5. You release a product??  






Friday, May 1, 2015

MindStim Prototype pics



We are developing MindStim, a neurostimulation device based on tDCS.


MindStim is a full-featured, hand-held, quality tDCS device designed for safety and ease of use. This is what we have packed inside:
 
  • Clear current display
  • Very easy to use switch arrangement to select L (1.0mA, 1.5mA, 2.0mA)
  • 20 minute timer
  • two levels of overcurrent protection
  • Current turns off with poor electrode connection (falls off head etc.)
  • Low battery indicator and reverse polarity battery protection 
Here are some pics of the 3D printed prototype:






Thursday, April 9, 2015

What is tDCS?




Transcranial Direct Current Stimulation (tDCS) is a type of neurostimulation where you apply a very small level of direct current through one electrode (Anode) and it flows through the brain to another electrode (Cathode). 




This has a pronounced physiological reaction. The direct current creates a condition under the electrode that affects the neurons: the basement membrane of the neurons at the anode become more positive making them more likely to fire, and the basement membrane of the neurons at the cathode become more negative making them less likely to fire.




Through this simple method, tDCS has been researched to increase insight, improve learning of new things, and also help treat depression and stroke.


For the cognitive enhancement, it is necessary to be performing the task you want to learn while you are stimulating (or inhibiting) with a TDCS device the areas that will be neurologically active during the learned activity. This way the neurons are more likely to fire, and hence increasing brain plasticity.

But what is happening electrically?
(For a more detailed discussion on the Electrical Nature of tDCS go to the blog)





The exact pathways of current from the anode electrode to the cathode electrode through the brain is not entirely known. The modeled circuit of the head (including skin, periosteum, skull, brain..) can be considered a simple design of just a resistor. But in reality that is not the case at all with so many non uniform materials the current must flow through.

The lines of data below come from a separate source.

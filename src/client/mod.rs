//! Prediction service clients.
//!
//! - `http`: the remote what-if endpoint
//! - `offline`: a deterministic local model for running without a server

mod http;
mod offline;

pub use http::HttpPredictionClient;
pub use offline::{OfflineModel, OfflineModelConfig};

use async_trait::async_trait;

use crate::features::PredictionRequest;
use crate::PredictionError;

/// Successful model answer.
#[derive(Debug, Clone, Copy, PartialEq)]
pub struct PredictionResult {
    /// Probability of the positive class, in `[0, 1]`
    pub probability: f64,
}

impl PredictionResult {
    /// Validate a raw probability from the wire.
    pub fn from_probability(probability: f64) -> Result<Self, PredictionError> {
        if !probability.is_finite() || !(0.0..=1.0).contains(&probability) {
            return Err(PredictionError::malformed(format!(
                "probability {probability} outside [0, 1]"
            )));
        }
        Ok(Self { probability })
    }
}

/// Source of risk probabilities for a feature snapshot.
///
/// One call is one attempt. Implementations must turn every failure into a
/// [`PredictionError`] instead of panicking; retries belong to the caller.
#[async_trait]
pub trait PredictionClient: Send + Sync {
    async fn request_prediction(
        &self,
        request: &PredictionRequest,
    ) -> Result<PredictionResult, PredictionError>;

    /// Identifier for logs.
    fn name(&self) -> &str;
}
//! Structured logging setup.
//!
//! # Component Targets
//!
//! | Target | Description |
//! |--------|-------------|
//! | `whatif_risk_sim::controller` | Cycle dispatch, completion, sequencing |
//! | `whatif_risk_sim::client` | Prediction requests |
//! | `whatif_risk_sim::render` | Chart drawing |
//!
//! ```bash
//! RUST_LOG=warn,whatif_risk_sim::controller=debug cargo run --bin whatif
//! ```

use std::path::{Path, PathBuf};

use serde::{Deserialize, Serialize};
use tracing_appender::non_blocking::WorkerGuard;
use tracing_appender::rolling::{RollingFileAppender, Rotation};
use tracing_subscriber::filter::EnvFilter;
use tracing_subscriber::fmt;
use tracing_subscriber::layer::SubscriberExt;
use tracing_subscriber::util::SubscriberInitExt;

use crate::prelude::Result;
use crate::Error;

/// Log output format.
#[derive(Debug, Clone, Copy, Default, Deserialize, Serialize, PartialEq, Eq)]
#[serde(rename_all = "snake_case")]
pub enum LogFormat {
    /// Human-readable format with colors
    #[default]
    Pretty,
    /// JSON format (for log aggregation)
    Json,
    /// Compact single-line format
    Compact,
}

impl std::str::FromStr for LogFormat {
    type Err = Error;

    fn from_str(s: &str) -> Result<Self> {
        match s.to_ascii_lowercase().as_str() {
            "pretty" => Ok(LogFormat::Pretty),
            "json" => Ok(LogFormat::Json),
            "compact" => Ok(LogFormat::Compact),
            other => Err(Error::config(format!(
                "Unknown log format '{other}'. Use: pretty, json, compact"
            ))),
        }
    }
}

#[derive(Debug, Clone, Deserialize, Serialize)]
pub struct LogConfig {
    /// Level directive used when `RUST_LOG` is unset
    #[serde(default = "default_level")]
    pub level: String,

    /// Format for stdout logging
    #[serde(default)]
    pub format: LogFormat,

    /// Optional file log, rotated daily. JSON lines.
    #[serde(default, skip_serializing_if = "Option::is_none")]
    pub log_file: Option<PathBuf>,
}

fn default_level() -> String {
    "info".to_string()
}

impl Default for LogConfig {
    fn default() -> Self {
        Self {
            level: default_level(),
            format: LogFormat::default(),
            log_file: None,
        }
    }
}

fn build_filter(level: &str) -> EnvFilter {
    EnvFilter::try_from_default_env().unwrap_or_else(|_| {
        let mut filter = EnvFilter::new(level);
        for directive in ["hyper=warn", "reqwest=warn"] {
            if let Ok(d) = directive.parse() {
                filter = filter.add_directive(d);
            }
        }
        filter
    })
}

fn file_writer(path: &Path) -> Result<(tracing_appender::non_blocking::NonBlocking, WorkerGuard)> {
    let dir = path
        .parent()
        .filter(|p| !p.as_os_str().is_empty())
        .unwrap_or_else(|| Path::new("."));
    let name = path
        .file_name()
        .ok_or_else(|| Error::Logging(format!("not a file path: {}", path.display())))?;
    std::fs::create_dir_all(dir)?;
    let appender = RollingFileAppender::new(Rotation::DAILY, dir, name);
    Ok(tracing_appender::non_blocking(appender))
}

/// Install the global subscriber.
///
/// The returned guard must stay alive for file logs to be flushed.
pub fn init_logging(config: &LogConfig) -> Result<Option<WorkerGuard>> {
    let filter = build_filter(&config.level);

    if let Some(ref path) = config.log_file {
        let (writer, guard) = file_writer(path)?;
        let file_layer = fmt::layer().with_writer(writer).with_ansi(false).json();
        // stderr keeps stdout free for the chart
        let stderr_layer = fmt::layer().with_writer(std::io::stderr).json();

        tracing_subscriber::registry()
            .with(filter)
            .with(stderr_layer)
            .with(file_layer)
            .try_init()
            .map_err(|e| Error::Logging(e.to_string()))?;

        eprintln!("Logging to file: {}", path.display());
        return Ok(Some(guard));
    }

    let builder = tracing_subscriber::fmt()
        .with_env_filter(filter)
        .with_writer(std::io::stderr);
    let result = match config.format {
        LogFormat::Json => builder.json().try_init(),
        LogFormat::Compact => builder.compact().try_init(),
        LogFormat::Pretty => builder.with_target(false).try_init(),
    };
    result.map_err(|e| Error::Logging(e.to_string()))?;
    Ok(None)
}

#[cfg(test)]
mod tests {
    use super::*;

    #[test]
    fn test_log_format_parse() {
        assert_eq!("JSON".parse::<LogFormat>().unwrap(), LogFormat::Json);
        assert_eq!("compact".parse::<LogFormat>().unwrap(), LogFormat::Compact);
        assert!("xml".parse::<LogFormat>().is_err());
    }

    #[test]
    fn test_default_config() {
        let config = LogConfig::default();
        assert_eq!(config.level, "info");
        assert_eq!(config.format, LogFormat::Pretty);
        assert!(config.log_file.is_none());
    }
}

It is more likely a much more complex system with some current flowing along the connective tissue in the scalp, and some flowing through the brain. It is generally known that the current intensities are highest under the anode and cathode electrodes; but from a bigger picture of current density to increased positive charges at the basement membrane is a large step (is it capacitive from the skull, with charge buildup on both sides?) I imagine we will soon know more.